• **Task statement**
Return every line of the records that includes the string "common".

Start of Block

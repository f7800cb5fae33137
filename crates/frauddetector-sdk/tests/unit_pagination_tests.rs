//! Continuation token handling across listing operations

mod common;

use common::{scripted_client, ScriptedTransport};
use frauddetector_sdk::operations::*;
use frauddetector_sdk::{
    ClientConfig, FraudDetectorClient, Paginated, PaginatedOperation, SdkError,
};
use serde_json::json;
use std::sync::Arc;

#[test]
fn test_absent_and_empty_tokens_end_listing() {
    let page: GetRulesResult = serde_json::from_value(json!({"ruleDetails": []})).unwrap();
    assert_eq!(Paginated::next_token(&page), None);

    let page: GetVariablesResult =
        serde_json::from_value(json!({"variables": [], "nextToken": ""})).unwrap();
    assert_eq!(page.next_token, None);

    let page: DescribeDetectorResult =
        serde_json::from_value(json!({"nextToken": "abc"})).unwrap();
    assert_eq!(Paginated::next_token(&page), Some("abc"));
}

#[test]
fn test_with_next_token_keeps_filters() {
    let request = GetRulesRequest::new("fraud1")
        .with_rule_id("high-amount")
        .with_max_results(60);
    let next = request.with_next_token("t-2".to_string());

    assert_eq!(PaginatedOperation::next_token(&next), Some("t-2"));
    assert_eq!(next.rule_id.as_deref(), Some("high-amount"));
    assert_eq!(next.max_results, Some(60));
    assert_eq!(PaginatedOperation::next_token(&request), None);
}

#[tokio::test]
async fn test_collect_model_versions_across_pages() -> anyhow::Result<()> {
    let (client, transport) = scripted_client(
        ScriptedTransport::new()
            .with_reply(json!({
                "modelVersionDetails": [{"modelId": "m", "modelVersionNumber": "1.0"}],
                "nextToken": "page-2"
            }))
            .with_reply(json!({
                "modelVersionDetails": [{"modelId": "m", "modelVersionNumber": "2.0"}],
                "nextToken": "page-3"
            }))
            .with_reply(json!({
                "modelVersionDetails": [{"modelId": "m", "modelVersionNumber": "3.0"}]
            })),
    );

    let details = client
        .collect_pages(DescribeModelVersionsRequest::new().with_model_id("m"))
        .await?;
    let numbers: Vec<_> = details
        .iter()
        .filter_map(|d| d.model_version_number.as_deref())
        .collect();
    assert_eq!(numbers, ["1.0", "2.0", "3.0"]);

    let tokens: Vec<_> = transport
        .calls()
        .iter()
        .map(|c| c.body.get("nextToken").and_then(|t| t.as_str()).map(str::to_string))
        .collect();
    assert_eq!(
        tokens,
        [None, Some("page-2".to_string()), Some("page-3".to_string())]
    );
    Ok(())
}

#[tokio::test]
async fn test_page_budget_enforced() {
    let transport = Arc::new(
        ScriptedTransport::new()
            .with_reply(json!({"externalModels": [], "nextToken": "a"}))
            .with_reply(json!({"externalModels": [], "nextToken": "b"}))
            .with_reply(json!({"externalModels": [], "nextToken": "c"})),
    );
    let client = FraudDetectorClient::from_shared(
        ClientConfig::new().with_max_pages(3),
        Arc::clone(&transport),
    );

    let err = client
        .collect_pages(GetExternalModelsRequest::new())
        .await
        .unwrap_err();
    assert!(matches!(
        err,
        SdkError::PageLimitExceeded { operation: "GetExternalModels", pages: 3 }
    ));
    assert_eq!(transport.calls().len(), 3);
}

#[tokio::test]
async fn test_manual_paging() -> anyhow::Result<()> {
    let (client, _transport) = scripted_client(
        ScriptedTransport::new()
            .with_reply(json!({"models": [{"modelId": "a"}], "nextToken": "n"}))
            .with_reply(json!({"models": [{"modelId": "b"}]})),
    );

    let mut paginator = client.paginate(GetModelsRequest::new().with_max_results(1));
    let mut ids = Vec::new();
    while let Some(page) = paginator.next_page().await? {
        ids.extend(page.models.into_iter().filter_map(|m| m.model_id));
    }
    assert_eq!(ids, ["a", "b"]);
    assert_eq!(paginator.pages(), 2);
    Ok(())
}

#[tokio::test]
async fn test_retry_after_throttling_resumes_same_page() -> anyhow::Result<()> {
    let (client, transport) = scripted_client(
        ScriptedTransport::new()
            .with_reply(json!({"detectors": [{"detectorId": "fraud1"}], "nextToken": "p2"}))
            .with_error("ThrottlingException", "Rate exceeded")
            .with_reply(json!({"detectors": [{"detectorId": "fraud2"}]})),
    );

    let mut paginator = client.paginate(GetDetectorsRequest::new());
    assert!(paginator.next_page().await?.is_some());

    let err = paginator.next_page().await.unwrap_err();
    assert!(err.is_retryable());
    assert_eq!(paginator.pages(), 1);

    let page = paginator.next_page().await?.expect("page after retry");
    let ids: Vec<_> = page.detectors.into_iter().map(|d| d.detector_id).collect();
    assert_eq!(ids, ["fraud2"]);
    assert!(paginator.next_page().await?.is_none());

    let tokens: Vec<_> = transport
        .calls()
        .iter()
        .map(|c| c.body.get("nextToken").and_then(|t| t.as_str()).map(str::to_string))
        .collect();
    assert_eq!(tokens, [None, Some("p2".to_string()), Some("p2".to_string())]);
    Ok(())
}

End of Block
Start of Block

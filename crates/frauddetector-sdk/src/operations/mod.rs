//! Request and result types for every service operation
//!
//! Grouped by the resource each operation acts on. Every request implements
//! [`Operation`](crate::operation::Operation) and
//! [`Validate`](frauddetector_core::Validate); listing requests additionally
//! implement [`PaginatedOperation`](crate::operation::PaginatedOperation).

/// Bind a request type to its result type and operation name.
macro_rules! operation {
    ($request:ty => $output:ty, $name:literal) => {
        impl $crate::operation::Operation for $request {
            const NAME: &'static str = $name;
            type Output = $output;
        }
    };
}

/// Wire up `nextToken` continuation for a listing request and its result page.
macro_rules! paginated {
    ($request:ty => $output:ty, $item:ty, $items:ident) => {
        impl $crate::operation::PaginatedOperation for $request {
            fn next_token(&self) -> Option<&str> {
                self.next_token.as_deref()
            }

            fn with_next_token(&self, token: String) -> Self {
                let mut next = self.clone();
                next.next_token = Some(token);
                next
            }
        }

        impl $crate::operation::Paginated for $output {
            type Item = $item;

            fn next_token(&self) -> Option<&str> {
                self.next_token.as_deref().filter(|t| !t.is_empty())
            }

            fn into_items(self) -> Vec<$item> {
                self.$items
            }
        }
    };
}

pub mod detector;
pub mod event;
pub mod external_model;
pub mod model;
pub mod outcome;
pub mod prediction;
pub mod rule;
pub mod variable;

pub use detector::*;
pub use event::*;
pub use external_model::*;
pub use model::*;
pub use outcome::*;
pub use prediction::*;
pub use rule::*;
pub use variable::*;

End of Block

• **Answer for the task**
mod common;
use common::{scripted_client, ScriptedTransport};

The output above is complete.